Cullen's study was prepared for the Canadian Water Network by the Environmental Sciences Group at Royal Military College in Kingston, Ontario, and the University of British Columbia. It came at a time where the mine has applied to expand production through a new 7 South underground mine. The mine would include a 7-hectare surface disturbance for the mine portal, overburden dump, topsoil stockpiles and water-management structures. Plans call for the extraction of 1,706,800 tonnes of raw coal from 2011 to 2014. Because waste materials - coarse coal rejects (CCR) - can generate acid when exposed to air, the amendment application also calls for former open pit mines to be flooded so that the CCR can be stored under water.
But Cullen said Tuesday it's "not a good idea" to store CCR in flooded pits because the material can continue to produce sulphates and arsenic under water.
Overall, Cullen said the long term prospects for the arsenic sediment are even more alarming.
"The bad news is this," he said. "The arsenic is in the sediment right now. Over time, when that lake gets filled in by organic matter, as all lakes do, the arsenic is going to be released into the water. This is a long term process, but at the moment, that arsenic store will be guaranteed to be released."

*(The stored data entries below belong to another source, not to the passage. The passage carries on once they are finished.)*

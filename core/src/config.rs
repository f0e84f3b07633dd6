//! Configuration for a compliance node.
//!
//! Settings come from an optional YAML file and are then overlaid by
//! environment variables. Every variable also accepts a `COMPLIANCE_`
//! prefixed alias, which takes precedence over the bare name:
//!
//! | Variable                    | Default | Meaning                                 |
//! |-----------------------------|---------|-----------------------------------------|
//! | `MAX_CONCURRENT_REQUESTS`   | 5       | admission pool size                     |
//! | `REQUEST_TIMEOUT_SECONDS`   | 60      | max wait for a pool slot                |
//! | `OVERLOAD_THRESHOLD`        | 80      | queue depth at which requests are shed  |
//! | `PROVIDER_TIMEOUT_SECONDS`  | 30      | per-call provider timeout               |
//! | `PROVIDER_COOLDOWN_SECONDS` | 30      | how long a failed provider is skipped   |
//! | `USE_CLOUD_FALLBACK`        | true    | try the cloud tier after local models   |
//! | `STREAMING_ENABLED`         | true    | stream explanations chunk by chunk      |
//! | `LLM_CACHE_ENABLED`         | true    | response cache on/off                   |
//! | `LLM_CACHE_TTL`             | 60      | cache entry lifetime, minutes           |
//! | `LLM_CACHE_CAPACITY`        | 1000    | max cache entries                       |
//! | `MAX_TOKENS`                | 300     | generation budget                       |
//! | `TEMPERATURE`               | 0.7     | sampling temperature                    |
//! | `TOP_P`                     | 0.9     | nucleus sampling                        |
//! | `SESSION_MAX_TURNS`         | 10      | turns kept per session                  |
//! | `SESSION_IDLE_SECONDS`      | 1800    | idle time before a session is evicted   |
//! | `SESSION_CONTEXT_TURNS`     | 3       | turns passed to the prompt              |
//! | `DEFAULT_LOCALE`            | en      | locale when a request names none        |
//! | `POLICY_PATH`               | unset   | policy document loaded at startup       |
//!
//! Booleans accept `1`, `true`, `yes`, `on` (case-insensitive) as true and
//! anything else as false. Malformed numbers and zero sizes are errors.
//! Every duration is capped at [`MAX_DURATION`].

use std::env;
use std::path::{Path, PathBuf};
use std::str::FromStr;
use std::time::Duration;

use anyhow::{anyhow, Context, Result};
use serde::{Deserialize, Serialize};

use crate::extractor::Locale;

/// Longest timeout, cool-down, TTL or idle window accepted (30 days).
pub const MAX_DURATION: Duration = Duration::from_secs(30 * 24 * 60 * 60);

/// Admission control, fallback chain and generation knobs.
#[derive(Debug, Clone, PartialEq, Serialize, Deserialize)]
#[serde(default)]
pub struct InferenceConfig {
    /// Admission pool size.
    pub max_concurrent_requests: usize,
    /// How long a request may wait for a pool slot, seconds.
    pub request_timeout_secs: u64,
    /// Queue depth at which new requests are shed immediately.
    pub overload_threshold: usize,
    /// Timeout for a single provider call, seconds.
    pub provider_timeout_secs: u64,
    /// Cool-down after a provider failure, seconds.
    pub provider_cooldown_secs: u64,
    /// Whether the cloud tier is tried after local providers.
    pub use_cloud_fallback: bool,
    /// Whether `ask_stream` streams chunk by chunk.
    pub streaming_enabled: bool,
    /// Generation budget.
    pub max_tokens: u32,
    /// Sampling temperature.
    pub temperature: f32,
    /// Nucleus sampling.
    pub top_p: f32,
}

impl Default for InferenceConfig {
    fn default() -> Self {
        Self {
            max_concurrent_requests: 5,
            request_timeout_secs: 60,
            overload_threshold: 80,
            provider_timeout_secs: 30,
            provider_cooldown_secs: 30,
            use_cloud_fallback: true,
            streaming_enabled: true,
            max_tokens: 300,
            temperature: 0.7,
            top_p: 0.9,
        }
    }
}

impl InferenceConfig {
    /// Max wait for a pool slot.
    #[must_use]
    pub const fn request_timeout(&self) -> Duration {
        Duration::from_secs(self.request_timeout_secs)
    }

    /// Per-call provider timeout.
    #[must_use]
    pub const fn provider_timeout(&self) -> Duration {
        Duration::from_secs(self.provider_timeout_secs)
    }

    /// Provider cool-down window.
    #[must_use]
    pub const fn provider_cooldown(&self) -> Duration {
        Duration::from_secs(self.provider_cooldown_secs)
    }
}

/// Response cache knobs.
#[derive(Debug, Clone, PartialEq, Eq, Serialize, Deserialize)]
#[serde(default)]
pub struct CacheConfig {
    /// Cache on/off.
    pub enabled: bool,
    /// Entry lifetime, minutes.
    pub ttl_minutes: u64,
    /// Max entries.
    pub capacity: usize,
}

impl Default for CacheConfig {
    fn default() -> Self {
        Self {
            enabled: true,
            ttl_minutes: 60,
            capacity: 1_000,
        }
    }
}

impl CacheConfig {
    /// Entry lifetime.
    #[must_use]
    pub const fn ttl(&self) -> Duration {
        Duration::from_secs(self.ttl_minutes.saturating_mul(60))
    }
}

/// Conversation window knobs.
#[derive(Debug, Clone, PartialEq, Eq, Serialize, Deserialize)]
#[serde(default)]
pub struct ConversationConfig {
    /// Turns kept per session; oldest dropped first.
    pub max_turns: usize,
    /// Idle time before a session is evicted, seconds.
    pub idle_secs: u64,
    /// Turns included in explanation prompts.
    pub context_turns: usize,
}

impl Default for ConversationConfig {
    fn default() -> Self {
        Self {
            max_turns: 10,
            idle_secs: 1_800,
            context_turns: 3,
        }
    }
}

impl ConversationConfig {
    /// Idle eviction window.
    #[must_use]
    pub const fn idle_timeout(&self) -> Duration {
        Duration::from_secs(self.idle_secs)
    }
}

/// Top-level node configuration.
#[derive(Debug, Clone, PartialEq, Serialize, Deserialize)]
#[serde(default)]
pub struct ServiceConfig {
    /// Orchestrator and admission settings.
    pub inference: InferenceConfig,
    /// Response cache settings.
    pub cache: CacheConfig,
    /// Conversation window settings.
    pub conversation: ConversationConfig,
    /// Locale used when a request does not name one.
    pub default_locale: Locale,
    /// Policy document loaded at startup.
    pub policy_path: Option<PathBuf>,
}

impl Default for ServiceConfig {
    fn default() -> Self {
        Self {
            inference: InferenceConfig::default(),
            cache: CacheConfig::default(),
            conversation: ConversationConfig::default(),
            default_locale: Locale::En,
            policy_path: None,
        }
    }
}

impl ServiceConfig {
    /// Parses a YAML document. Missing keys keep their defaults.
    ///
    /// # Errors
    ///
    /// YAML syntax/type errors and any [`ServiceConfig::validate`] failure.
    pub fn from_yaml(raw: &str) -> Result<Self> {
        let cfg: Self = serde_yaml::from_str(raw).context("Invalid YAML configuration")?;
        cfg.validate()?;
        Ok(cfg)
    }

    /// Defaults overlaid by the process environment.
    ///
    /// # Errors
    ///
    /// Malformed or zero values.
    pub fn from_env() -> Result<Self> {
        Self::from_lookup(|key| env::var(key).ok())
    }

    /// Defaults overlaid by an arbitrary variable lookup.
    ///
    /// # Errors
    ///
    /// Malformed or zero values.
    pub fn from_lookup(lookup: impl Fn(&str) -> Option<String>) -> Result<Self> {
        let mut cfg = Self::default();
        cfg.apply_overrides(&lookup)?;
        cfg.validate()?;
        Ok(cfg)
    }

    /// Reads `path` as YAML (if given) and overlays the process environment.
    ///
    /// # Errors
    ///
    /// IO, parse and validation errors, with the file path in context.
    pub fn load(path: Option<&Path>) -> Result<Self> {
        let mut cfg = match path {
            Some(p) => {
                let raw = std::fs::read_to_string(p)
                    .with_context(|| format!("Unable to read config file {}", p.display()))?;
                Self::from_yaml(&raw).with_context(|| format!("Invalid config file {}", p.display()))?
            }
            None => Self::default(),
        };
        cfg.apply_overrides(&|key: &str| env::var(key).ok())?;
        cfg.validate()?;
        Ok(cfg)
    }

    /// Applies environment-style overrides on top of the current values.
    ///
    /// # Errors
    ///
    /// Malformed numbers, naming the variable.
    pub fn apply_overrides(&mut self, lookup: &dyn Fn(&str) -> Option<String>) -> Result<()> {
        let inf = &mut self.inference;
        set_parsed(lookup, "MAX_CONCURRENT_REQUESTS", &mut inf.max_concurrent_requests)?;
        set_parsed(lookup, "REQUEST_TIMEOUT_SECONDS", &mut inf.request_timeout_secs)?;
        set_parsed(lookup, "OVERLOAD_THRESHOLD", &mut inf.overload_threshold)?;
        set_parsed(lookup, "PROVIDER_TIMEOUT_SECONDS", &mut inf.provider_timeout_secs)?;
        set_parsed(lookup, "PROVIDER_COOLDOWN_SECONDS", &mut inf.provider_cooldown_secs)?;
        set_bool(lookup, "USE_CLOUD_FALLBACK", &mut inf.use_cloud_fallback);
        set_bool(lookup, "STREAMING_ENABLED", &mut inf.streaming_enabled);
        set_parsed(lookup, "MAX_TOKENS", &mut inf.max_tokens)?;
        set_parsed(lookup, "TEMPERATURE", &mut inf.temperature)?;
        set_parsed(lookup, "TOP_P", &mut inf.top_p)?;

        set_bool(lookup, "LLM_CACHE_ENABLED", &mut self.cache.enabled);
        set_parsed(lookup, "LLM_CACHE_TTL", &mut self.cache.ttl_minutes)?;
        set_parsed(lookup, "LLM_CACHE_CAPACITY", &mut self.cache.capacity)?;

        set_parsed(lookup, "SESSION_MAX_TURNS", &mut self.conversation.max_turns)?;
        set_parsed(lookup, "SESSION_IDLE_SECONDS", &mut self.conversation.idle_secs)?;
        set_parsed(lookup, "SESSION_CONTEXT_TURNS", &mut self.conversation.context_turns)?;

        if let Some(raw) = first_env(lookup, "DEFAULT_LOCALE") {
            self.default_locale = Locale::parse(&raw);
        }
        if let Some(raw) = first_env(lookup, "POLICY_PATH") {
            let trimmed = raw.trim();
            self.policy_path = (!trimmed.is_empty()).then(|| PathBuf::from(trimmed));
        }
        Ok(())
    }

    /// Rejects sizes and timeouts that would make the node unusable.
    ///
    /// # Errors
    ///
    /// The first offending field.
    pub fn validate(&self) -> Result<()> {
        let inf = &self.inference;
        let positive = [
            ("max_concurrent_requests", inf.max_concurrent_requests as u64),
            ("request_timeout_secs", inf.request_timeout_secs),
            ("overload_threshold", inf.overload_threshold as u64),
            ("provider_timeout_secs", inf.provider_timeout_secs),
            ("max_tokens", u64::from(inf.max_tokens)),
            ("cache.capacity", self.cache.capacity as u64),
            ("cache.ttl_minutes", self.cache.ttl_minutes),
            ("conversation.max_turns", self.conversation.max_turns as u64),
        ];
        for (name, value) in positive {
            if value == 0 {
                return Err(anyhow!("{name} must be > 0, got {value}"));
            }
        }
        let durations = [
            ("request_timeout_secs", inf.request_timeout()),
            ("provider_timeout_secs", inf.provider_timeout()),
            ("provider_cooldown_secs", inf.provider_cooldown()),
            ("cache.ttl_minutes", self.cache.ttl()),
            ("conversation.idle_secs", self.conversation.idle_timeout()),
        ];
        for (name, value) in durations {
            if value > MAX_DURATION {
                return Err(anyhow!(
                    "{name} must not exceed {} seconds, got {} seconds",
                    MAX_DURATION.as_secs(),
                    value.as_secs()
                ));
            }
        }
        if !(0.0..=2.0).contains(&inf.temperature) {
            return Err(anyhow!("temperature must be within 0.0..=2.0, got {}", inf.temperature));
        }
        if !(0.0..=1.0).contains(&inf.top_p) || inf.top_p == 0.0 {
            return Err(anyhow!("top_p must be within (0.0, 1.0], got {}", inf.top_p));
        }
        Ok(())
    }
}

/// Returns `COMPLIANCE_<name>` if set, else `<name>`.
fn first_env(lookup: &dyn Fn(&str) -> Option<String>, name: &str) -> Option<String> {
    lookup(&format!("COMPLIANCE_{name}")).or_else(|| lookup(name))
}

fn set_parsed<T>(lookup: &dyn Fn(&str) -> Option<String>, name: &str, slot: &mut T) -> Result<()>
where
    T: FromStr,
    T::Err: std::error::Error + Send + Sync + 'static,
{
    if let Some(raw) = first_env(lookup, name) {
        *slot = raw
            .trim()
            .parse()
            .with_context(|| format!("Invalid value for {name}: {raw}"))?;
    }
    Ok(())
}

fn set_bool(lookup: &dyn Fn(&str) -> Option<String>, name: &str, slot: &mut bool) {
    if let Some(raw) = first_env(lookup, name) {
        *slot = parse_bool(&raw);
    }
}

/// Parses a loose boolean value.
///
/// `"1"`, `"true"`, `"yes"`, `"on"` are true; anything else is false.
fn parse_bool(raw: &str) -> bool {
    let v = raw.trim().to_ascii_lowercase();
    matches!(v.as_str(), "1" | "true" | "yes" | "on")
}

A coalition of local groups wants the city to call on Victoria for a full Provincial Environmental Assessment of the Quinsam Coal proposal. The proposal is instead in the midst of a Mine Development Review Process through the Ministry of Energy, Mines and Petroleum Resources.
"An Environmental Assessment will help ensure that Hillsborough's project is as clean as possible," said a September letter to city council from the Campbell River Environmental Committee (CREC), the Greenways Land Trust, the Haig-Brown Institute, the Campbell River Estuary Group and the Campbell River Retired Teachers' Association. "The Campbell, a BC Heritage River, is our river system, our priceless heritage. Both the salmonoids and the Quinsam Hatchery depend upon it. Salmonoids cannot speak out, but we can. Please keep the future needs of our salmonoids in mind."
In an April report, released in concert with the watershed study, Cullen said "We believe that the proposal requires a second look in the form of a thorough environmental review." He said Quinsam Coal has known "for some time that arsenic concentrations in Long Lake sediments are above Provincial guidelines, yet little has been done to establish the source or duration of this problem. No real attempts at mitigation have been made."